Work task = Determine how many lines in the records hold "with", then give that number by itself.
=== Supplied data ===
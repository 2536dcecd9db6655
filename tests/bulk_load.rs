use chrono::NaiveDate;
use std::path::Path;
use std::sync::Arc;
use std::time::Duration;

use fishfarm_etl::pipeline::loader::{BulkLoader, LoadSettings};
use fishfarm_etl::types::{CleanRow, CleanValue};
use fishfarm_etl::{EtlError, RecordType, SqliteSink};
use tempfile::TempDir;
use tokio_util::sync::CancellationToken;

fn settings(chunk_size: usize) -> LoadSettings {
    LoadSettings {
        chunk_size,
        max_retries: 2,
        retry_delay: Duration::from_millis(10),
    }
}

async fn seeded_sink(db_path: &Path) -> Arc<SqliteSink> {
    let sink = Arc::new(SqliteSink::open(db_path, 2, Duration::from_millis(2000)).unwrap());
    sink.bootstrap().await.unwrap();

    let ponds = vec![
        CleanRow::new(0)
            .with("name", CleanValue::Text("Pond A".into()))
            .with("capacity", CleanValue::Integer(1000))
            .with("status", CleanValue::Text("occupied".into())),
        CleanRow::new(1)
            .with("name", CleanValue::Text("Pond B".into()))
            .with("capacity", CleanValue::Integer(600))
            .with("status", CleanValue::Text("occupied".into())),
    ];
    BulkLoader::new(sink.clone(), settings(100))
        .load(&RecordType::Pond.schema(), &ponds, &CancellationToken::new())
        .await
        .unwrap();
    sink
}

fn daily(index: usize, pond: &str, day: u32, mortality: i64) -> CleanRow {
    CleanRow::new(index)
        .with(
            "record_date",
            CleanValue::Date(NaiveDate::from_ymd_opt(2021, 3, day).unwrap()),
        )
        .with("pond", CleanValue::Text(pond.into()))
        .with("batch", CleanValue::Null)
        .with("feed_eaten", CleanValue::Float(850.5))
        .with("mortality", CleanValue::Integer(mortality))
}

fn count(db_path: &Path, table: &str) -> i64 {
    let conn = rusqlite::Connection::open(db_path).unwrap();
    conn.query_row(&format!("SELECT COUNT(*) FROM {table}"), [], |r| r.get(0))
        .unwrap()
}

#[tokio::test]
async fn test_foreign_key_failure_persists_nothing() {
    let dir = TempDir::new().unwrap();
    let db_path = dir.path().join("farm.db");
    let sink = seeded_sink(&db_path).await;
    let loader = BulkLoader::new(sink, settings(4));

    let mut rows: Vec<CleanRow> = (0..10)
        .map(|i| daily(i, if i % 2 == 0 { "Pond A" } else { "pond b" }, i as u32 + 1, 0))
        .collect();
    rows.push(daily(10, "Pond Z", 20, 0));

    let err = loader
        .load(&RecordType::DailyRecord.schema(), &rows, &CancellationToken::new())
        .await
        .unwrap_err();

    match err {
        EtlError::Load {
            table,
            row_index,
            constraint,
            message,
        } => {
            assert_eq!(table, "daily_record");
            assert_eq!(row_index, Some(10));
            assert_eq!(constraint.as_deref(), Some("daily_record.pond_id -> pond.name"));
            assert!(message.contains("Pond Z"), "{message}");
        }
        other => panic!("expected a load error, got {other:?}"),
    }
    assert_eq!(count(&db_path, "daily_record"), 0);
}

#[tokio::test]
async fn test_check_constraint_failure_names_the_row() {
    let dir = TempDir::new().unwrap();
    let db_path = dir.path().join("farm.db");
    let sink = seeded_sink(&db_path).await;
    let loader = BulkLoader::new(sink, settings(2));

    let rows = vec![daily(0, "Pond A", 1, 2), daily(1, "Pond A", 2, 1), daily(2, "Pond A", 3, -4)];
    let err = loader
        .load(&RecordType::DailyRecord.schema(), &rows, &CancellationToken::new())
        .await
        .unwrap_err();

    assert!(matches!(
        err,
        EtlError::Load { row_index: Some(2), constraint: Some(ref c), .. } if c.contains("CHECK")
    ));
    assert_eq!(count(&db_path, "daily_record"), 0);
}

#[tokio::test]
async fn test_reload_counts_updates_not_duplicates() {
    let dir = TempDir::new().unwrap();
    let db_path = dir.path().join("farm.db");
    let sink = seeded_sink(&db_path).await;
    let loader = BulkLoader::new(sink, settings(3));
    let schema = RecordType::DailyRecord.schema();
    let cancel = CancellationToken::new();

    let rows: Vec<CleanRow> = (0..7).map(|i| daily(i, "Pond A", i as u32 + 1, 1)).collect();
    let first = loader.load(&schema, &rows, &cancel).await.unwrap();
    assert_eq!((first.inserted, first.updated), (7, 0));
    assert_eq!(first.chunks, 3);
    assert_eq!(first.attempts, 1);

    // Same keys with new mortality, plus one new day
    let mut changed: Vec<CleanRow> = (0..7).map(|i| daily(i, "Pond A", i as u32 + 1, 5)).collect();
    changed.push(daily(7, "Pond A", 8, 0));
    let second = loader.load(&schema, &changed, &cancel).await.unwrap();
    assert_eq!((second.inserted, second.updated), (1, 7));

    assert_eq!(count(&db_path, "daily_record"), 8);
    let conn = rusqlite::Connection::open(&db_path).unwrap();
    let total: i64 = conn
        .query_row("SELECT SUM(mortality) FROM daily_record", [], |r| r.get(0))
        .unwrap();
    assert_eq!(total, 35);
}

#[tokio::test]
async fn test_cancelled_load_commits_nothing() {
    let dir = TempDir::new().unwrap();
    let db_path = dir.path().join("farm.db");
    let sink = seeded_sink(&db_path).await;
    let loader = BulkLoader::new(sink, settings(2));
    let cancel = CancellationToken::new();
    cancel.cancel();

    let rows: Vec<CleanRow> = (0..5).map(|i| daily(i, "Pond A", i as u32 + 1, 0)).collect();
    let err = loader
        .load(&RecordType::DailyRecord.schema(), &rows, &cancel)
        .await
        .unwrap_err();

    assert!(matches!(err, EtlError::Cancelled { .. }));
    assert_eq!(count(&db_path, "daily_record"), 0);
}

#[tokio::test]
async fn test_concurrent_loads_share_one_store() {
    let dir = TempDir::new().unwrap();
    let db_path = dir.path().join("farm.db");
    let sink = seeded_sink(&db_path).await;
    let loader = Arc::new(BulkLoader::new(sink, settings(5)));

    let mut tasks = tokio::task::JoinSet::new();
    for pond in ["Pond A", "Pond B"] {
        let loader = Arc::clone(&loader);
        tasks.spawn(async move {
            let rows: Vec<CleanRow> = (0..20).map(|i| daily(i, pond, (i % 28) as u32 + 1, 0)).collect();
            loader
                .load(&RecordType::DailyRecord.schema(), &rows, &CancellationToken::new())
                .await
        });
    }
    while let Some(joined) = tasks.join_next().await {
        let summary = joined.unwrap().unwrap();
        assert_eq!(summary.inserted, 20);
    }

    assert_eq!(count(&db_path, "daily_record"), 40);
}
===
Answer box = 12